Arrow supports both 1D arrays and nested structures:

  1. Fixed shape multi-dimensional data (i.e. visibility data) is currently represented as nested FixedSizeListArrays .

  2. Variably-shaped multi-dimensional (i.e. subtable data) is currently represented as nested ListArrays.

  3. Complex values are represented as an extra FixedSizeListArray nesting of two floats.

  4. Currently, it is not trivially trivial (repetition intended here) to convert between the above and numpy via to_numpy calls on Arrow Arrays, but it is relatively trivial to reinterpret the underlying data buffers from either API. This is done transparently in getcol and putcol functions (see usage below).

Going forward, FixedShapeTensorArray and VariableShapeTensorArray will provide more ergonomic structures for representing multi-dimensional data. First class support for complex values in Apache Arrow will require implementing a C++ extension type within Arrow itself:

Some other edge cases have not yet been implemented, but could be with some thought.

  • Columns with unconstrained rank (ndim == -1) whose rows, in practice, have differing dimensions. Unconstrained rank columns whose rows actually have the same rank are catered for.

  • Not yet able to handle TpRecord columns. Probably simplest to convert these rows to json and store as a string.

  • Not yet able to handle TpQuantity columns. Possible to represent as a run-time parametric Arrow DataType.

Installation

Binary wheels are providing for Linux and MacOSX for both x86_64 and arm64 architectures

$ pip install arcae

Usage

Example usage with Arrow Tables:

import json
from pprint import pprint

import arcae
import pyarrow as pa
import pyarrow.parquet as pq

# Obtain (partial) Apache Arrow Table from a CASA Table
casa_table = arcae.table("/path/to/measurementset.ms")
arrow_table = casa_table.to_arrow()        # read entire table
arrow_table = casa_table.to_arrow(index=(slice(10, 20),)
assert isinstance(arrow_table, pa.Table)

# Print JSON-encoded Table and Column keywords
pprint(json.loads(arrow_table.schema.metadata[b"__arcae_metadata__"]))
pprint(json.loads(arrow_table.schema.field("DATA").metadata[b"__arcae_metadata__"]))
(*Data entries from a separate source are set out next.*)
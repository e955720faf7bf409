//! Connection lifecycle events and idle detection.
//!
//! Each connection's event loop records when it last read and last wrote a frame.  A periodic
//! check on the same loop compares those against the configured idle thresholds, and the loop
//! reports connect, idle, close and exception events to the [`LifecycleNotifier`].  The notifier
//! queues them and a single task delivers them to the registered [`ConnectionEventListener`], so
//! a slow listener never stalls I/O.
use std::panic::AssertUnwindSafe;
use std::sync::{Arc, RwLock};
use std::time::Duration;

use tokio::sync::mpsc;
use tokio::time::Instant;
use tokio_util::sync::CancellationToken;

use crate::ConnectionHandle;
use crate::error;

/// Which kind of inactivity crossed its threshold.
#[derive(Clone, Copy, Debug, PartialEq, Eq, Hash, strum::Display)]
#[strum(serialize_all = "snake_case")]
pub enum IdleKind {
    /// Nothing read for the reader-idle threshold
    Reader,
    /// Nothing written for the writer-idle threshold
    Writer,
    /// Neither read nor written for the all-idle threshold
    All,
}

#[derive(Clone, Debug, PartialEq, Eq, strum::Display)]
#[strum(serialize_all = "snake_case")]
pub enum ConnectionEvent {
    Connect,
    Idle(IdleKind),
    Close,
    Exception(String),
}

/// Receives lifecycle events for every connection an engine serves.
///
/// All methods default to doing nothing.  They are called one at a time, in the order the events
/// were produced, on a task dedicated to event delivery.
pub trait ConnectionEventListener: Send + Sync + 'static {
    fn on_connect(&self, connection: &ConnectionHandle) {
        let _ = connection;
    }

    fn on_idle(&self, connection: &ConnectionHandle, kind: IdleKind) {
        let _ = (connection, kind);
    }

    fn on_close(&self, connection: &ConnectionHandle) {
        let _ = connection;
    }

    fn on_exception(&self, connection: &ConnectionHandle, error: &str) {
        let _ = (connection, error);
    }
}

#[derive(Clone, Copy, Debug, PartialEq, Eq, strum::Display)]
#[strum(serialize_all = "snake_case")]
pub enum ConnectionPhase {
    Connected,
    Idle,
    Closed,
}

/// Read/write timestamps of one connection, owned by its event loop.
#[derive(Clone, Debug)]
pub struct ConnectionActivity {
    last_read_at: Instant,
    last_write_at: Instant,
    phase: ConnectionPhase,
    // Idle kinds already reported during the current idle period
    reported_reader: bool,
    reported_writer: bool,
    reported_all: bool,
}

impl ConnectionActivity {
    pub fn new(now: Instant) -> Self {
        Self {
            last_read_at: now,
            last_write_at: now,
            phase: ConnectionPhase::Connected,
            reported_reader: false,
            reported_writer: false,
            reported_all: false,
        }
    }

    pub fn record_read(&mut self, now: Instant) {
        self.last_read_at = now;
        self.reported_reader = false;
        self.reported_all = false;
        self.wake();
    }

    pub fn record_write(&mut self, now: Instant) {
        self.last_write_at = now;
        self.reported_writer = false;
        self.reported_all = false;
        self.wake();
    }

    pub fn mark_closed(&mut self) {
        self.phase = ConnectionPhase::Closed;
    }

    fn wake(&mut self) {
        if self.phase == ConnectionPhase::Idle {
            self.phase = ConnectionPhase::Connected;
        }
    }

    pub fn last_read_at(&self) -> Instant {
        self.last_read_at
    }

    pub fn last_write_at(&self) -> Instant {
        self.last_write_at
    }

    pub fn phase(&self) -> ConnectionPhase {
        self.phase
    }
}

/// Result of one idle check.
#[derive(Clone, Debug, Default, PartialEq, Eq)]
pub struct IdleCheck {
    /// Idle events to emit, each at most once per idle period
    pub idle: Vec<IdleKind>,
    /// Whether the connection has been idle long enough to be closed
    pub close: bool,
}

/// Idle thresholds.  `None` disables a threshold.
#[derive(Clone, Copy, Debug, Default, PartialEq, Eq)]
pub struct IdlePolicy {
    pub reader: Option<Duration>,
    pub writer: Option<Duration>,
    pub all: Option<Duration>,
}

impl IdlePolicy {
    pub fn is_disabled(&self) -> bool {
        self.reader.is_none() && self.writer.is_none() && self.all.is_none()
    }

    pub fn evaluate(&self, activity: &mut ConnectionActivity, now: Instant) -> IdleCheck {
        let mut check = IdleCheck::default();
        if activity.phase == ConnectionPhase::Closed {
            return check;
        }

        let read_idle = now.saturating_duration_since(activity.last_read_at);
        let write_idle = now.saturating_duration_since(activity.last_write_at);
        let all_idle = read_idle.min(write_idle);

        if let Some(threshold) = self.reader {
            if read_idle >= threshold && !activity.reported_reader {
                activity.reported_reader = true;
                check.idle.push(IdleKind::Reader);
            }
        }
        if let Some(threshold) = self.writer {
            if write_idle >= threshold && !activity.reported_writer {
                activity.reported_writer = true;
                check.idle.push(IdleKind::Writer);
            }
        }
        if let Some(threshold) = self.all {
            if all_idle >= threshold {
                if !activity.reported_all {
                    activity.reported_all = true;
                    check.idle.push(IdleKind::All);
                }
                check.close = true;
            }
        }

        if !check.idle.is_empty() {
            activity.phase = ConnectionPhase::Idle;
        }
        check
    }
}

type SharedListener = Arc<RwLock<Option<Arc<dyn ConnectionEventListener>>>>;

/// Bounded queue of lifecycle events, drained by one delivery task.
#[derive(Clone)]
pub struct LifecycleNotifier {
    sender: mpsc::Sender<(ConnectionEvent, ConnectionHandle)>,
    listener: SharedListener,
    capacity: usize,
}

impl LifecycleNotifier {
    /// Start the delivery task.  It runs until `cancellation_token` fires, after which it
    /// delivers whatever is already queued and exits.
    pub fn start(capacity: usize, cancellation_token: CancellationToken) -> Self {
        let capacity = capacity.max(1);
        let (sender, receiver) = mpsc::channel(capacity);
        let listener: SharedListener = Arc::new(RwLock::new(None));

        tokio::spawn(Self::deliver_events(receiver, listener.clone(), cancellation_token));

        Self {
            sender,
            listener,
            capacity,
        }
    }

    /// Register the listener, replacing any earlier one.
    pub fn listen(&self, listener: Arc<dyn ConnectionEventListener>) {
        *self.listener.write().unwrap_or_else(|e| e.into_inner()) = Some(listener);
    }

    pub fn has_listener(&self) -> bool {
        self.listener.read().unwrap_or_else(|e| e.into_inner()).is_some()
    }

    /// Queue an event for delivery.  Never waits; if the queue is full the event is dropped.
    ///
    /// Returns `true` if the event was queued.
    pub fn notify(&self, event: ConnectionEvent, connection: &ConnectionHandle) -> bool {
        if !self.has_listener() {
            tracing::trace!(%event, connection_id = %connection.id(), "No listener registered; event not queued");
            return false;
        }

        match self.sender.try_send((event, connection.clone())) {
            Ok(()) => true,
            Err(mpsc::error::TrySendError::Full((event, connection))) => {
                tracing::warn!(
                    %event,
                    connection_id = %connection.id(),
                    capacity = self.capacity,
                    "Lifecycle event queue is full; dropping event"
                );
                false
            }
            Err(mpsc::error::TrySendError::Closed((event, connection))) => {
                tracing::debug!(
                    %event,
                    connection_id = %connection.id(),
                    "Lifecycle event delivery has stopped; dropping event"
                );
                false
            }
        }
    }

    async fn deliver_events(
        mut receiver: mpsc::Receiver<(ConnectionEvent, ConnectionHandle)>,
        listener: SharedListener,
        cancellation_token: CancellationToken,
    ) {
        loop {
            let next = tokio::select! {
                biased;
                next = receiver.recv() => next,
                _ = cancellation_token.cancelled() => receiver.try_recv().ok(),
            };
            let Some((event, connection)) = next else {
                break;
            };

            let current = listener.read().unwrap_or_else(|e| e.into_inner()).clone();
            let Some(current) = current else {
                continue;
            };

            let delivered = std::panic::catch_unwind(AssertUnwindSafe(|| match &event {
                ConnectionEvent::Connect => current.on_connect(&connection),
                ConnectionEvent::Idle(kind) => current.on_idle(&connection, *kind),
                ConnectionEvent::Close => current.on_close(&connection),
                ConnectionEvent::Exception(error) => current.on_exception(&connection, error),
            }));

            if let Err(panic) = delivered {
                tracing::error!(
                    %event,
                    connection_id = %connection.id(),
                    panic = %error::panic_err_to_string(panic),
                    "Connection event listener panicked"
                );
            }
        }

        tracing::debug!("Lifecycle event delivery stopped");
    }
}

#[cfg(test)]
mod tests {
    use super::*;

    fn policy(reader: Option<u64>, writer: Option<u64>, all: Option<u64>) -> IdlePolicy {
        IdlePolicy {
            reader: reader.map(Duration::from_secs),
            writer: writer.map(Duration::from_secs),
            all: all.map(Duration::from_secs),
        }
    }

    #[tokio::test(start_paused = true)]
    async fn reader_idle_fires_once_per_idle_period() {
        let policy = policy(Some(10), None, None);
        let start = Instant::now();
        let mut activity = ConnectionActivity::new(start);

        assert_eq!(policy.evaluate(&mut activity, start + Duration::from_secs(5)), IdleCheck::default());

        let check = policy.evaluate(&mut activity, start + Duration::from_secs(10));
        assert_eq!(check.idle, vec![IdleKind::Reader]);
        assert!(!check.close);
        assert_eq!(activity.phase(), ConnectionPhase::Idle);

        // Still idle, but already reported
        assert!(policy.evaluate(&mut activity, start + Duration::from_secs(20)).idle.is_empty());

        // A read starts a new period
        activity.record_read(start + Duration::from_secs(21));
        assert_eq!(activity.phase(), ConnectionPhase::Connected);
        let check = policy.evaluate(&mut activity, start + Duration::from_secs(31));
        assert_eq!(check.idle, vec![IdleKind::Reader]);
    }

    #[tokio::test(start_paused = true)]
    async fn all_idle_closes_and_writes_keep_it_open() {
        let policy = policy(None, Some(5), Some(10));
        let start = Instant::now();
        let mut activity = ConnectionActivity::new(start);

        // Reads alone don't reset the writer-idle clock
        activity.record_read(start + Duration::from_secs(4));
        let check = policy.evaluate(&mut activity, start + Duration::from_secs(6));
        assert_eq!(check.idle, vec![IdleKind::Writer]);
        assert!(!check.close);

        // Reads keep the connection from being all-idle
        let check = policy.evaluate(&mut activity, start + Duration::from_secs(12));
        assert!(!check.close);

        let check = policy.evaluate(&mut activity, start + Duration::from_secs(14));
        assert_eq!(check.idle, vec![IdleKind::All]);
        assert!(check.close);
    }

    #[tokio::test(start_paused = true)]
    async fn disabled_policy_never_fires() {
        let policy = IdlePolicy::default();
        assert!(policy.is_disabled());
        let start = Instant::now();
        let mut activity = ConnectionActivity::new(start);
        assert_eq!(
            policy.evaluate(&mut activity, start + Duration::from_secs(100_000)),
            IdleCheck::default()
        );
    }

    struct Forward(mpsc::UnboundedSender<ConnectionEvent>);

    impl ConnectionEventListener for Forward {
        fn on_connect(&self, _connection: &ConnectionHandle) {
            let _ = self.0.send(ConnectionEvent::Connect);
        }

        fn on_idle(&self, _connection: &ConnectionHandle, kind: IdleKind) {
            let _ = self.0.send(ConnectionEvent::Idle(kind));
        }

        fn on_close(&self, _connection: &ConnectionHandle) {
            let _ = self.0.send(ConnectionEvent::Close);
        }
    }

    #[tokio::test]
    async fn events_are_delivered_in_order_and_overflow_is_dropped() {
        let notifier = LifecycleNotifier::start(2, CancellationToken::new());
        let (connection, _outbound) = ConnectionHandle::new_test_handle("peer");

        // Without a listener nothing is queued
        assert!(!notifier.notify(ConnectionEvent::Connect, &connection));

        let (tx, mut rx) = mpsc::unbounded_channel();
        notifier.listen(Arc::new(Forward(tx)));

        // The delivery task can't run until this task yields, so the third event finds the queue
        // full
        assert!(notifier.notify(ConnectionEvent::Connect, &connection));
        assert!(notifier.notify(ConnectionEvent::Idle(IdleKind::Reader), &connection));
        assert!(!notifier.notify(ConnectionEvent::Close, &connection));

        assert_eq!(rx.recv().await, Some(ConnectionEvent::Connect));
        assert_eq!(rx.recv().await, Some(ConnectionEvent::Idle(IdleKind::Reader)));

        assert!(notifier.notify(ConnectionEvent::Close, &connection));
        assert_eq!(rx.recv().await, Some(ConnectionEvent::Close));
    }

    #[tokio::test]
    async fn queued_events_are_delivered_after_cancellation() {
        let token = CancellationToken::new();
        let notifier = LifecycleNotifier::start(16, token.clone());
        let (connection, _outbound) = ConnectionHandle::new_test_handle("peer");
        let (tx, mut rx) = mpsc::unbounded_channel();
        notifier.listen(Arc::new(Forward(tx)));

        assert!(notifier.notify(ConnectionEvent::Close, &connection));
        token.cancel();

        assert_eq!(rx.recv().await, Some(ConnectionEvent::Close));
        assert!(rx.try_recv().is_err());
    }

    #[tokio::test(start_paused = true)]
    async fn closed_connections_are_not_evaluated() {
        let policy = policy(Some(1), Some(1), Some(1));
        let start = Instant::now();
        let mut activity = ConnectionActivity::new(start);
        activity.mark_closed();
        assert_eq!(
            policy.evaluate(&mut activity, start + Duration::from_secs(5)),
            IdleCheck::default()
        );
    }
}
pq.write_table(arrow_table, "measurementset.parquet")

Some reading and writing functionality from python-casacore is replicated, with added support for some NumPy Advanced Indexing.

casa_table = arcae.table("/path/to/measurementset.ms", readonly=False)
# Get rows 10 and 2, and channels 16 to 32, and all correlations
data = casa_table.getcol("DATA", index=([10, 2], slice(16, 32), None))
# Write some modified data back
casa_table.putcol("DATA", data + 1*1j, index=([10, 2], slice(16, 32), None))

See the test cases for further use cases.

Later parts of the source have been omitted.